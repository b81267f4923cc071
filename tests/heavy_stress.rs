#![cfg(feature = "heavy")]

use judge_templates::Catalog;
use rand::{rngs::StdRng, Rng, SeedableRng};
use sysinfo::{get_current_pid, ProcessRefreshKind, System};

fn rss_kib(sys: &mut System) -> u64 {
    sys.refresh_processes_specifics(ProcessRefreshKind::everything());
    get_current_pid()
        .ok()
        .and_then(|pid| sys.process(pid))
        .map_or(0, |p| p.memory() / 1024)
}

fn join<T: ToString>(values: &[T]) -> String {
    values.iter().map(T::to_string).collect::<Vec<_>>().join(" ")
}

#[test]
fn heavy_card_counts_at_full_size() {
    let mut rng = StdRng::seed_from_u64(123);
    let n = 500_000;
    let cards: Vec<i32> = (0..n).map(|_| rng.gen_range(-1000..=1000)).collect();
    let queries: Vec<i32> = (0..n).map(|_| rng.gen_range(-1000..=1000)).collect();
    let input = format!("{n}\n{}\n{n}\n{}\n", join(&cards), join(&queries));
    let out = Catalog::new().run("10816", &input).unwrap();
    let counts: Vec<usize> = out.split_whitespace().map(|t| t.parse().unwrap()).collect();
    assert_eq!(counts.len(), n);
    let total_for = |q: i32| cards.iter().filter(|&&c| c == q).count();
    for i in (0..n).step_by(50_000) {
        assert_eq!(counts[i], total_for(queries[i]));
    }
}

#[test]
fn heavy_prime_listing_to_bound() {
    let mut sys = System::new();
    let before = rss_kib(&mut sys);
    let out = Catalog::new().run("1929", "1 1000000\n").unwrap();
    let after = rss_kib(&mut sys);
    assert_eq!(out.lines().count(), 78_498);
    assert_eq!(out.lines().last(), Some("999983"));
    // a byte per sieve slot plus the rendered list
    assert!(after.saturating_sub(before) < 64 * 1024, "rss grew {} KiB", after - before);
}

#[test]
fn heavy_long_path_tree() {
    let n = 10_000;
    let mut input = format!("{n}\n");
    for v in 1..n {
        input.push_str(&format!("{v} {} 100\n", v + 1));
    }
    let out = Catalog::new().run("1967", &input).unwrap();
    assert_eq!(out, format!("{}\n", (n as u64 - 1) * 100));
}

#[test]
fn heavy_distinct_substrings() {
    let mut rng = StdRng::seed_from_u64(7);
    let s: String = (0..1000).map(|_| rng.gen_range(b'a'..=b'c') as char).collect();
    let out = Catalog::new().run("11478", &format!("{s}\n")).unwrap();
    let mut set = std::collections::HashSet::new();
    for i in 0..s.len() {
        for j in i + 1..=s.len() {
            set.insert(&s[i..j]);
        }
    }
    assert_eq!(out, format!("{}\n", set.len()));
}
------------------------
(Your assignment)
Reproduce all the data exactly. Include every line.

(Result for this task)
repository b81267f4923cc071
filename tests/heavy_stress.rs
#![cfg(feature = "heavy")]

use judge_templates::Catalog;
use rand::{rngs::StdRng, Rng, SeedableRng};
use sysinfo::{get_current_pid, ProcessRefreshKind, System};

fn rss_kib(sys: &mut System) -> u64 {
    sys.refresh_processes_specifics(ProcessRefreshKind::everything());
    get_current_pid()
        .ok()
        .and_then(|pid| sys.process(pid))
        .map_or(0, |p| p.memory() / 1024)
}

fn join<T: ToString>(values: &[T]) -> String {
    values.iter().map(T::to_string).collect::<Vec<_>>().join(" ")
}

#[test]
fn heavy_card_counts_at_full_size() {
    let mut rng = StdRng::seed_from_u64(123);
    let n = 500_000;
    let cards: Vec<i32> = (0..n).map(|_| rng.gen_range(-1000..=1000)).collect();
    let queries: Vec<i32> = (0..n).map(|_| rng.gen_range(-1000..=1000)).collect();
    let input = format!("{n}\n{}\n{n}\n{}\n", join(&cards), join(&queries));
    let out = Catalog::new().run("10816", &input).unwrap();
    let counts: Vec<usize> = out.split_whitespace().map(|t| t.parse().unwrap()).collect();
    assert_eq!(counts.len(), n);
    let total_for = |q: i32| cards.iter().filter(|&&c| c == q).count();
    for i in (0..n).step_by(50_000) {
        assert_eq!(counts[i], total_for(queries[i]));
    }
}

#[test]
fn heavy_prime_listing_to_bound() {
    let mut sys = System::new();
    let before = rss_kib(&mut sys);
    let out = Catalog::new().run("1929", "1 1000000\n").unwrap();
    let after = rss_kib(&mut sys);
    assert_eq!(out.lines().count(), 78_498);
    assert_eq!(out.lines().last(), Some("999983"));
    // a byte per sieve slot plus the rendered list
    assert!(after.saturating_sub(before) < 64 * 1024, "rss grew {} KiB", after - before);
}

#[test]
fn heavy_long_path_tree() {
    let n = 10_000;
    let mut input = format!("{n}\n");
    for v in 1..n {
        input.push_str(&format!("{v} {} 100\n", v + 1));
    }
    let out = Catalog::new().run("1967", &input).unwrap();
    assert_eq!(out, format!("{}\n", (n as u64 - 1) * 100));
}

#[test]
fn heavy_distinct_substrings() {
    let mut rng = StdRng::seed_from_u64(7);
    let s: String = (0..1000).map(|_| rng.gen_range(b'a'..=b'c') as char).collect();
    let out = Catalog::new().run("11478", &format!("{s}\n")).unwrap();
    let mut set = std::collections::HashSet::new();
    for i in 0..s.len() {
        for j in i + 1..=s.len() {
            set.insert(&s[i..j]);
        }
    }
    assert_eq!(out, format!("{}\n", set.len()));
}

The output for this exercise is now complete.